Judul ini bukan hoaks dan juga bukan judul bombardir untuk menarik orang membaca tulisan ini. Tapi benar benar terjadi pada diri kami berdua. Kami harus melalui ujian yang terkadang sangat rumit dan seakan menemukan jalan jalan buntu untuk mendapatkan sertifikat ini. Bahkan berpuluh kali lebih sulit bila mau dibandingkan dengan perjuangan mendapatkan predikat sarjana, maupun doktor.
Instruksi untuk mengerjakan soal-soal ujian untuk mengerjakan ujian-ujiannya hanya sekali saja diberikan, yakni pada saat mengucapkan janji pernikahan, Yakni, "Berjanji untuk saling mencintai dalam untung dan malang. Serta dalam suka dan dalam duka". Selebihnya diserahkan kepada kami berdua, bagaimana agar secara bersama sama mengerjakan soal-soal ujian tanpa ada kesempatan untuk menyontek.
Tidak Ada Ujian Susulan
Bila sekali saja mengalami kegagalan atau tidak lulus, maka tidak akan ada lagi ujian susulan atau kesempatan kedua. Dan kami bersyukur. Setelah menekuni hari demi hari sehingga mampu menyelesaikan 50 X 365 hari = 18. 250 hari, maka akhirnya dengan penuh rasa syukur, tepat pada hari ke 18.250 menikah datanglah sertifikat satu untuk berdua, yang ditanda tangani langsung oleh Sri Paus Fransiskus.

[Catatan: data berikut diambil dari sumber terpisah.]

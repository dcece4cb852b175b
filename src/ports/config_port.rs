//! Configuration access port trait.

pub trait ConfigPort {
    fn get_string(&self, section: &str, key: &str) -> Option<String>;
    fn get_double(&self, section: &str, key: &str, default: f64) -> f64;
}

Kami menerimanya dengan penuh rasa syukur.
Tulisan ini dibuat untuk menjawab banyaknya pertanyaan via inbox dan jalur pribadi lainnya, yakni, "Bagikan dong,bagaimana caranya Opa dan Oma mampu melalui 50 tahun pernikahan dengan selamat."
Karena tidak mungkin bagi saya untuk menjawab satu persatu, diharapkan tulisan ini dapat menjadi jawaban. Walaupun jelas tidak mungkin dirinci apa saja yang telah kami lakukan selama 50 tahun, tapi intinya sudah disebutkan di atas, yakni "Saling mencintai, dalam untung maupun malang serta dalam suka maupun dalam duka."
Nah, sepertinya sangat mudah, tapi menjalaninya sungguh sungguh dibutuhkan cinta yang tidak menuntut. Dan berkali kali istri saya sudah membuktikannya, seperti yang pernah saya tuliskan dalam artikel "Ketika hidup saya terpuruk,istri saya ikhlas menjadi sopir antar jemput".
Semoga tulisan ini ada manfaatnyabagi yang sudah berkeluarga maupun yang akan berkeluarga. Tentu bukan untuk menerima sertifikat dari Paus, melainkan intinya adalah bagaimana menghadapi badai kehidupan dengan satu hati.
Saya tidak tahu persis apakah ada orang lain,yang sebelum kami,juga mendapatkan sertifikat yang serupa. Yang jelas hal ini merupakan sebuah berkat dan kebahagiaan tak terhingga bukan hanya bagi kami berdua, melainkan juga untuk seluruh keluarga besar dan teman-teman kami.
Semoga tulisan ini ada manfaatnya yang dapat dipetik.